En provenance de Suède, un songwriter casanier nous murmure quelques confidences sous une lumière tamisée. Des folk songs lunaires, somnambules et des mélodies mises en orbite.


Au risque de remettre en question notre condition de scribouilleur rock, insistons sur le fait que la musique ne s’explique pas : elle est avant tout affaire de sensations personnelles éprouvées et de flux émotionnel à sens unique. Le reste n’est que digression. Emil Svanängen, le musicien bout-en-train qui se cache derrière Loney, Dear, est en ce sens l’incarnation vivante du cauchemar du journaliste. Pour avoir rencontré le cas, on peut vous assurer que le garçon n’est pas du genre bavard. Peu disert sur son art malgré une sincère volonté, ce jeune homme aux petits yeux timides et joues bien rondes ponctue généralement ses réponses de longs silences méditatifs avant de se satisfaire d’un oui aussi définitif que déroutant. Mais qu’importe, sa musique se charge de parler pour lui. Dans son élément, Loney, Dear a incontestablement des choses à dire.

Son nom est encore inconnu sur notre continent, pourtant certains l’ont déjà croisé furtivement chez ses compatriotes suédois I’m From Barcelona : Emanuel Lundgren lui cède le micro sur un morceau de l’album, l’entraînant “This boy”, un gage de confiance de la part du chef d’orchestre aliéné. A l’instar de la fanfare indie-rock, notre garçon solitaire est originaire de Jönköping. Il a déménagé voilà six ans de cette petite ville industrielle du sud pour rejoindre sa petite amie à la capitale, Stockholm. Entre quelques petits boulots alimentaires, il enregistre seul et avec les moyens du bord ses chansons, des folksongs à la déprime élégante. La récolte de spleen est si bonne que quatre albums pressés sous CD-Roms verront le jour sur son micro-label Dear John Recording, dont le siège administratif doit certainement se situer quelque part entre sa table de chevet et le coin bureau de sa chambre. Ce n’est que l’année dernière que la destinée du bonhomme s’accélère, lorsque Sub Pop tombe sous le charme de l’album Loney Noir et décide de le distribuer aux USA (ce sera EMI en France à l’automne). Sologne constitue sa quatrième livraison, la première à paraître hors de son pays natal.

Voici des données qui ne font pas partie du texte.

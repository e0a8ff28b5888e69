// Copyright (c) 2024 Mike Tsao

//! The traits that define the boundaries between the partial-synthesis core
//! and its collaborators.

use crate::{prelude::*, specification::PaxelSpecification};

/// Quick import of all important traits.
pub mod prelude {
    pub use super::{RendersPaxel, ShapesPartial};
}

/// A [ShapesPartial] describes, continuously over the whole lifetime of a
/// partial, how its frequency and amplitude evolve.
///
/// Implementations must answer queries at every sample offset in
/// `0..=duration_samples()`. The closing offset is needed because the last
/// segment's end values are read there.
pub trait ShapesPartial {
    /// The intended length of the partial, in samples.
    fn duration_samples(&self) -> u32;

    /// The instantaneous frequency at the given sample offset.
    fn frequency_at(&self, sample: u32) -> FrequencyHz;

    /// The instantaneous amplitude at the given sample offset.
    fn amplitude_at(&self, sample: u32) -> BipolarNormal;

    /// The phase, in radians in [0, 2π), at which the partial starts.
    fn initial_phase(&self) -> f64 {
        0.0
    }

    /// Places after the start where the phase is pinned down, in ascending
    /// time order. See [PhaseTarget].
    fn phase_targets(&self) -> &[PhaseTarget] {
        &[]
    }

    /// The sample rate that the sample offsets are expressed in.
    fn sample_rate(&self) -> SampleRate {
        SampleRate::DEFAULT
    }
}

/// A [RendersPaxel] turns one fully specified paxel into raw samples. This is
/// the per-segment oscillator that a [PartialGenerator](crate::PartialGenerator)
/// delegates to.
///
/// The contract is strict, because continuity across paxel boundaries depends
/// on it:
///
/// * The returned vector holds exactly `paxel.duration_samples` samples.
/// * Phase follows the integral of the linearly interpolated frequency, so that
///   the phase reached at the end of the paxel is its `end_phase`.
/// * Amplitude is linearly interpolated from `start_amplitude` to
///   `end_amplitude`.
/// * Output depends only on the arguments. This is what makes it safe to
///   render paxels of one partial in any order, on any thread.
pub trait RendersPaxel: Send + Sync + core::fmt::Debug {
    /// Synthesizes the samples for one paxel.
    fn render_paxel(&self, paxel: &PaxelSpecification, sample_rate: SampleRate) -> Vec<Sample>;
}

Artisan autodidacte muni d’une six-cordes et d’une collection d’instruments guère plus bruyants, Loney, Dear fait partie de cette catégorie de musiciens qui s’épanouissent en autarcie. Profitant de l’absence d’une section rythmique partie pêcher ou attraper des papillons, le songwriter solitaire s’enferme à double tour pour travailler. Comme investi d’une quête substantielle, l’esprit pointilleux n’a alors de cesse de tenter de se rapprocher encore et toujours au plus près de cette alchimie intime (ultime ?) liant la voix et le frottement des doigts sur les cordes d’une guitare sèche. S’il n’avoue avoir jamais mis les pieds en Sologne – son choix s’étant plutôt porté sur la sonorité agréable du mot – son disque incarne idéalement ce sentiment de forêt musicale, de sérénité de façade qui, derrière l’écorce, grouille de vies et d’histoires. A l’exception de l’enjoué single “The city, the Airport » qui nous embarque direction (I’m from) Barcelona, l’humeur générale est plutôt à la sérénité sédentaire. Ces chansons prônent en vérité l’invitation au voyage intérieur par des progressions harmoniques fouillées, qui nous entrainent dans une dynamique circulaire obsédante. On se sent comme pris sous son aile, lavé à son contact de tous les péchés du monde.

Sur la pochette, une petite maison en bois éclairée, celle de ses grand-parents. Il fait nuit, l’intérieur ne se distingue pas, mais on peut sentir les bûches crépiter dans la cheminée. On a envie d’en rajouter une dans le feu. Il ne fait pas froid pourtant, mais juste pour voir encore une fois ces étincelles jaillir du songwriting de Loney, Dear.